О. Ахенбах. Вид набережной Санта Лючия в Неаполе - 39 kb

    Я же сказал, что подле нас было аббатство, где жил кардинал, а у кардинала был безукоризненно белый пудель, который каждый день бегал к нам в часы нашего кормления. Аббатство" или монастырь, имел прекрасный дворик с колоннами XVI века, тут же бил фонтан, тоже очень стильный. В часы досуга братия выходила на него поразмять свои члены, чтобы не лопнуть от жира, а потому часто в длинных рубахах без ряс била ногой мяч, играла в чехарду. Тимошевский и Чернышёв ходили туда рисовать и подметили эти рекреации, весьма типичные и смешные, сделали рисунки и как-то раз показали зашедшим к нам в гостиницу попам. Эти скоты передали, что видели, братии, и нас положено было не пускать в монастырь, как скандалистов. Сейчас же у Тимошевского созрел план мести. Порешили белого пуделя сделать фиолетовым, ноги малиновые, а лапки чёрные, на голове сделать тоже чёрную шляпу, то есть уподобить его кардиналу. Долго не думали, наболтали на сикативе красок и живо раскрасили. Потом вздули ему бока, так что он вырвался, как бешеный, и стал бегать по городу. Скандал и смятение сделалось всеобщее. Пуделя, конечно, поймали, и более его уже не видели.
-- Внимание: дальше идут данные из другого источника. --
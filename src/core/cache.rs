//! Single-slot, time-bounded memo for the fetch-and-normalize pipeline.

use std::future::Future;
use std::sync::Arc;
use std::time::Duration;

use tokio::sync::Mutex;
use tokio::time::Instant;

use crate::core::client::CacheMode;

#[derive(Debug)]
struct Entry<T> {
    value: Arc<T>,
    stored_at: Instant,
}

/// Holds at most one value and recomputes it once it is older than the caller's TTL.
///
/// The slot lock is held for the whole computation, so concurrent callers that miss
/// wait for the one in-flight computation and then share its result. A failed
/// computation leaves the slot untouched.
#[derive(Debug)]
pub struct TtlCache<T> {
    slot: Mutex<Option<Entry<T>>>,
}

impl<T> Default for TtlCache<T> {
    fn default() -> Self {
        Self::new()
    }
}

impl<T> TtlCache<T> {
    pub fn new() -> Self {
        Self {
            slot: Mutex::new(None),
        }
    }

    /// Return the stored value if it is younger than `ttl`, otherwise run `compute` and store its result.
    ///
    /// # Errors
    ///
    /// Returns whatever error `compute` returns; nothing is cached in that case.
    pub async fn get_or_compute<F, Fut, E>(&self, ttl: Duration, compute: F) -> Result<Arc<T>, E>
    where
        F: FnOnce() -> Fut,
        Fut: Future<Output = Result<T, E>>,
    {
        self.get_or_compute_with(ttl, CacheMode::Use, compute).await
    }

    /// Like [`get_or_compute`](Self::get_or_compute) with an explicit [`CacheMode`].
    ///
    /// # Errors
    ///
    /// Returns whatever error `compute` returns; nothing is cached in that case.
    pub async fn get_or_compute_with<F, Fut, E>(
        &self,
        ttl: Duration,
        mode: CacheMode,
        compute: F,
    ) -> Result<Arc<T>, E>
    where
        F: FnOnce() -> Fut,
        Fut: Future<Output = Result<T, E>>,
    {
        if mode == CacheMode::Bypass {
            return compute().await.map(Arc::new);
        }

        let mut slot = self.slot.lock().await;

        if mode == CacheMode::Use
            && let Some(entry) = slot.as_ref()
            && entry.stored_at.elapsed() < ttl
        {
            tracing::debug!(age = ?entry.stored_at.elapsed(), "dataset cache hit");
            return Ok(Arc::clone(&entry.value));
        }

        tracing::debug!(?mode, "dataset cache miss; running pipeline");
        let value = Arc::new(compute().await?);
        *slot = Some(Entry {
            value: Arc::clone(&value),
            stored_at: Instant::now(),
        });
        Ok(value)
    }

    /// The stored value regardless of age, if any.
    pub async fn peek(&self) -> Option<Arc<T>> {
        self.slot.lock().await.as_ref().map(|e| Arc::clone(&e.value))
    }

    /// How long ago the stored value was computed.
    pub async fn age(&self) -> Option<Duration> {
        self.slot.lock().await.as_ref().map(|e| e.stored_at.elapsed())
    }

    /// Drop the stored value so the next call recomputes.
    pub async fn invalidate(&self) {
        *self.slot.lock().await = None;
    }
}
    Через три дня я получаю от секретаря миссии письмо, где он говорит, чтоб я сейчас явился к послу Кокошкину по очень важному делу. Я отправился. Дело было недоброе. Сказал товарищам, чтоб в случае побега забрали мои пожитки. С Кокошкиным я был очень хорошо знаком, он был по службе товарищем моего дяди, а потому принял меня очень мило, но строго. "Вы, господа, что там наделали в Сорренто? Кардинал подал мне на вас жалобу и требует предать вас суду, или будет просить судить здешним судом. Одно, что я сделал в вашу пользу, ответил, что сейчас отправлю вас всех в Рим к вашему начальнику кн. Волконскому, чтоб тот вас наказал. А потому поезжайте обратно к товарищам и тотчас же исчезайте из Сорренто. В противном случае я не отвечаю". - "Так мы переедем на Капри, ваше превосходительство, и проживём там в тени и покое с месяц". - "И прекрасно, только, пожалуйста, пуделей не красьте, а, ведь, хотя это и плоская шутка, но не без ума". Ночью я прибыл в Сорренто, наутро наняли лодку и гурьбой с ослами поехали на Капри, избегая, всяких встреч, ибо многие католики были оскорблены нашей выходкой.
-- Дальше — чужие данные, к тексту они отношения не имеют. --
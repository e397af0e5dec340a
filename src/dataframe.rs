//! Polars export of a [`Dataset`], using the listing's semantic column names.

use polars::prelude::*;

use crate::core::Dataset;
use crate::normalize::COLUMNS;

impl Dataset {
    /// Convert the rows into a polars `DataFrame`.
    ///
    /// Dates are written as ISO `YYYY-MM-DD` strings and the derived role is appended
    /// as a `Role` column after the eleven listing columns.
    ///
    /// # Errors
    ///
    /// Returns the polars error if the frame cannot be assembled.
    pub fn to_dataframe(&self) -> PolarsResult<DataFrame> {
        let rows = &self.rows;
        let text = |f: fn(&crate::Transaction) -> String| -> Vec<String> {
            rows.iter().map(f).collect()
        };
        let num = |f: fn(&crate::Transaction) -> Option<f64>| -> Vec<Option<f64>> {
            rows.iter().map(f).collect()
        };

        let columns = vec![
            Column::new(COLUMNS[0].into(), text(|t| t.filing.to_string())),
            Column::new(COLUMNS[1].into(), text(|t| t.symbol.clone())),
            Column::new(COLUMNS[2].into(), text(|t| t.security.clone())),
            Column::new(COLUMNS[3].into(), text(|t| t.insider.clone())),
            Column::new(COLUMNS[4].into(), text(|t| t.relationship.clone())),
            Column::new(
                COLUMNS[5].into(),
                rows.iter()
                    .map(|t| t.transaction_date.map(|d| d.to_string()))
                    .collect::<Vec<Option<String>>>(),
            ),
            Column::new(COLUMNS[6].into(), text(|t| t.kind.clone())),
            Column::new(COLUMNS[7].into(), num(|t| t.shares)),
            Column::new(COLUMNS[8].into(), num(|t| t.price)),
            Column::new(COLUMNS[9].into(), num(|t| t.amount)),
            Column::new(COLUMNS[10].into(), text(|t| t.ownership.clone())),
            Column::new("Role".into(), text(|t| t.role.label().to_string())),
        ];

        DataFrame::new(columns)
    }
}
    Что может быть грандиознее и милее по контурам острова Капри, который является как бы тонущим в голубо-серебристой атмосфере. Пристали мы на Гранде Марино и, так как дешёвые обиталища находятся на верху острова, то поместились в Альберго Позано. Наутро после ночлега в комнате, где я спал с Ф.А. Клагесом, мы были удивлены какими-то чёрными пятнами, как будто движущимися по углам нашей спальни. По тщательному осмотру оказалось, что это были скорпионы, числом шесть, и когда мы заявили об этом хозяину, тот с усмешкой сказал: "Будьте покойны, только не трогайте их, они вам вреда не причинят". Другой раз я нашёл подобного зверя у себя под подушкой, что заставило подвергать свою постель строгому осмотру прежде, чем ложиться спать. Неподалёку от нашего жилья был знаменитый утёс Тиберия. Говорят, что отсюда, с высоты 102 метров, он бросал людей в воду. Предание говорит тоже, что св. Антоний спрыгнул отсюда верхом на осле, на котором и приплыл в Неаполь. Такие россказни передавал нам монах, очень типичный, жирный и пьяный, торговавший тут образками, ладанками и вином.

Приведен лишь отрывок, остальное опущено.